■ Assignment: Your answer must be every line of the data that contains "broken".

━━━━━━

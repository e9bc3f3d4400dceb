//! Urgency keyword classification (C8, §4.8).
//!
//! The rule table is reproduced verbatim from the source and matched as a
//! case-insensitive substring over the concatenated customer-message text.
//! Substring matching is intentional, not an oversight: see DESIGN.md for
//! the recorded over-triggering risk (e.g. "cancelled within 24h").

use serde::{Deserialize, Serialize};

#[derive(Debug, Clone, Copy, PartialEq, Eq, Serialize, Deserialize)]
#[serde(rename_all = "lowercase")]
pub enum UrgencyLevel {
    Urgent,
    High,
    Normal,
}

#[derive(Debug, Clone, Copy, PartialEq, Eq, Serialize, Deserialize)]
#[serde(rename_all = "snake_case")]
pub enum UrgencyCategory {
    CancelRequest,
    AddressChange,
    OrderEdit,
    DamagedProduct,
    MissingItems,
    DelayedOrder,
    General,
}

impl UrgencyCategory {
    /// The provider tag this category maps to, if any (§4.8: "When a match
    /// is found in a category whose `gorgias_tag` mapping exists").
    pub fn gorgias_tag(&self, level: UrgencyLevel) -> Option<String> {
        match (level, self) {
            (UrgencyLevel::Urgent, c) if *c != UrgencyCategory::General => {
                Some(format!("urgent_{}", c.as_str()))
            }
            (UrgencyLevel::High, c) if *c != UrgencyCategory::General => {
                Some(format!("high_priority_{}", c.as_str()))
            }
            _ => None,
        }
    }

    fn as_str(&self) -> &'static str {
        match self {
            UrgencyCategory::CancelRequest => "cancel_request",
            UrgencyCategory::AddressChange => "address_change",
            UrgencyCategory::OrderEdit => "order_edit",
            UrgencyCategory::DamagedProduct => "damaged_product",
            UrgencyCategory::MissingItems => "missing_items",
            UrgencyCategory::DelayedOrder => "delayed_order",
            UrgencyCategory::General => "general",
        }
    }
}

#[derive(Debug, Clone, Serialize, Deserialize)]
pub struct UrgencyClassification {
    pub urgency_level: UrgencyLevel,
    pub category: UrgencyCategory,
    pub matched_keywords: Vec<String>,
    pub gorgias_tag: Option<String>,
}

struct Rule {
    category: UrgencyCategory,
    patterns: &'static [&'static str],
}

const URGENT_TIER: &[Rule] = &[
    Rule {
        category: UrgencyCategory::CancelRequest,
        patterns: &[
            "cancel my order",
            "cancel order",
            "need to cancel",
            "want to cancel",
            "please cancel",
        ],
    },
    Rule {
        category: UrgencyCategory::AddressChange,
        patterns: &[
            "change address",
            "edit address",
            "incorrect address",
            "wrong address",
            "ship to different address",
            "address is wrong",
            "shipped to wrong address",
        ],
    },
    Rule {
        category: UrgencyCategory::OrderEdit,
        patterns: &[
            "edit my order",
            "edit order",
            "change my order",
            "modify my order",
            "wrong item ordered",
        ],
    },
];

const HIGH_TIER: &[Rule] = &[
    Rule {
        category: UrgencyCategory::DamagedProduct,
        patterns: &["broken", "damaged", "defective", "arrived broken"],
    },
    Rule {
        category: UrgencyCategory::MissingItems,
        patterns: &["missing item", "didn't receive", "item not in box"],
    },
    Rule {
        category: UrgencyCategory::DelayedOrder,
        patterns: &["hasn't arrived", "delayed", "still waiting"],
    },
];

/// Classify the latest customer message text. Returns the first matching
/// urgent category, else the first matching high category, else
/// `(normal, general, [])` (§4.8, §8 testable property).
pub fn classify(message_text: &str) -> UrgencyClassification {
    let lower = message_text.to_lowercase();

    if let Some((category, keywords)) = match_tier(&lower, URGENT_TIER) {
        let tag = category.gorgias_tag(UrgencyLevel::Urgent);
        return UrgencyClassification {
            urgency_level: UrgencyLevel::Urgent,
            category,
            matched_keywords: keywords,
            gorgias_tag: tag,
        };
    }

    if let Some((category, keywords)) = match_tier(&lower, HIGH_TIER) {
        let tag = category.gorgias_tag(UrgencyLevel::High);
        return UrgencyClassification {
            urgency_level: UrgencyLevel::High,
            category,
            matched_keywords: keywords,
            gorgias_tag: tag,
        };
    }

    UrgencyClassification {
        urgency_level: UrgencyLevel::Normal,
        category: UrgencyCategory::General,
        matched_keywords: Vec::new(),
        gorgias_tag: None,
    }
}

fn match_tier(lower_text: &str, tiers: &[Rule]) -> Option<(UrgencyCategory, Vec<String>)> {
    for rule in tiers {
        let matched: Vec<String> = rule
            .patterns
            .iter()
            .filter(|p| lower_text.contains(*p))
            .map(|p| p.to_string())
            .collect();
        if !matched.is_empty() {
            return Some((rule.category, matched));
        }
    }
    None
}

#[cfg(test)]
mod tests {
    use super::*;

    #[test]
    fn test_urgent_cancel_request() {
        let result = classify("Please cancel my order right away");
        assert_eq!(result.urgency_level, UrgencyLevel::Urgent);
        assert_eq!(result.category, UrgencyCategory::CancelRequest);
        assert!(result.matched_keywords.contains(&"cancel my order".to_string()));
        assert_eq!(result.gorgias_tag.as_deref(), Some("urgent_cancel_request"));
    }

    #[test]
    fn test_high_damaged_product() {
        let result = classify("The item arrived broken in the box");
        assert_eq!(result.urgency_level, UrgencyLevel::High);
        assert_eq!(result.category, UrgencyCategory::DamagedProduct);
        assert_eq!(result.gorgias_tag.as_deref(), Some("high_priority_damaged_product"));
    }

    #[test]
    fn test_normal_no_match() {
        let result = classify("What fabric is this made of?");
        assert_eq!(result.urgency_level, UrgencyLevel::Normal);
        assert_eq!(result.category, UrgencyCategory::General);
        assert!(result.matched_keywords.is_empty());
        assert!(result.gorgias_tag.is_none());
    }

    #[test]
    fn test_urgent_tier_takes_precedence_over_high() {
        let result = classify("My order arrived broken, please cancel my order");
        assert_eq!(result.urgency_level, UrgencyLevel::Urgent);
        assert_eq!(result.category, UrgencyCategory::CancelRequest);
    }

    #[test]
    fn test_case_insensitive_match() {
        let result = classify("CANCEL MY ORDER NOW");
        assert_eq!(result.urgency_level, UrgencyLevel::Urgent);
    }
}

━━━━━━

■ Answer to the problem:
        patterns: &["broken", "damaged", "defective", "arrived broken"],
        let result = classify("The item arrived broken in the box");
        let result = classify("My order arrived broken, please cancel my order");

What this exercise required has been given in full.